- Work to complete: Nothing but the lines from the one containing "for ch in value.chars()" through the end of the data below may appear in the response, each one exact.

Content starts

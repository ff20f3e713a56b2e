//! Target-framework templates.
//!
//! A [`TemplateProvider`] turns per-kind metadata into markup: leaves get a
//! standalone component source, containers wrap already rendered children.
//! Providers change only the markup, never which artifacts are produced.
//!
//! # Available Providers
//!
//! - [`element_plus`]: Vue 3 single-file components using Element Plus

pub mod element_plus;

use serde::Deserialize;

use pagesmith_core::meta::{FieldMeta, TableMeta};

pub use element_plus::ElementPlus;

/// Rendering contract consumed by the artifact projections.
pub trait TemplateProvider {
    /// Display name, shown in generated documentation.
    fn name(&self) -> &str;

    /// Standalone component source for a text input.
    fn input_text(&self, meta: &FieldMeta) -> String;

    /// Standalone component source for a button.
    fn button(&self, meta: &FieldMeta) -> String;

    /// Standalone component source for a table.
    fn table(&self, meta: &TableMeta) -> String;

    fn row(&self, inner: &str) -> String;

    fn col(&self, span: i64, inner: &str) -> String;

    fn tab(&self, inner: &str) -> String;

    fn tab_pane(&self, label: &str, inner: &str) -> String;
}

/// Built-in providers selectable from configuration.
#[derive(Debug, Clone, Copy, Default, PartialEq, Eq, Deserialize)]
#[serde(rename_all = "snake_case")]
pub enum ProviderKind {
    #[default]
    ElementPlus,
}

impl ProviderKind {
    /// Instantiate the provider.
    pub fn provider(self) -> Box<dyn TemplateProvider> {
        match self {
            Self::ElementPlus => Box::new(ElementPlus),
        }
    }
}

/// Escape `&`, `<`, `>` and `"` for use inside markup attributes.
pub(crate) fn escape_attr(value: &str) -> String {
    let mut out = String::with_capacity(value.len());
    for ch in value.chars() {
        match ch {
            '&' => out.push_str("&amp;"),
            '<' => out.push_str("&lt;"),
            '>' => out.push_str("&gt;"),
            '"' => out.push_str("&quot;"),
            _ => out.push(ch),
        }
    }
    out
}

#[cfg(test)]
mod tests {
    use super::*;

    #[test]
    fn test_default_provider_is_element_plus() {
        let provider = ProviderKind::default().provider();
        assert_eq!(provider.name(), "Element Plus");
    }

    #[test]
    fn test_escape_attr() {
        assert_eq!(escape_attr(r#"a "b" <c> & d"#), "a &quot;b&quot; &lt;c&gt; &amp; d");
        assert_eq!(escape_attr("検索"), "検索");
    }
}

Content ends

- Solved exercise:
    for ch in value.chars() {
        match ch {
            '&' => out.push_str("&amp;"),
            '<' => out.push_str("&lt;"),
            '>' => out.push_str("&gt;"),
            '"' => out.push_str("&quot;"),
            _ => out.push(ch),
        }
    }
    out
}

#[cfg(test)]
mod tests {
    use super::*;

    #[test]
    fn test_default_provider_is_element_plus() {
        let provider = ProviderKind::default().provider();
        assert_eq!(provider.name(), "Element Plus");
    }

    #[test]
    fn test_escape_attr() {
        assert_eq!(escape_attr(r#"a "b" <c> & d"#), "a &quot;b&quot; &lt;c&gt; &amp; d");
        assert_eq!(escape_attr("検索"), "検索");
    }
}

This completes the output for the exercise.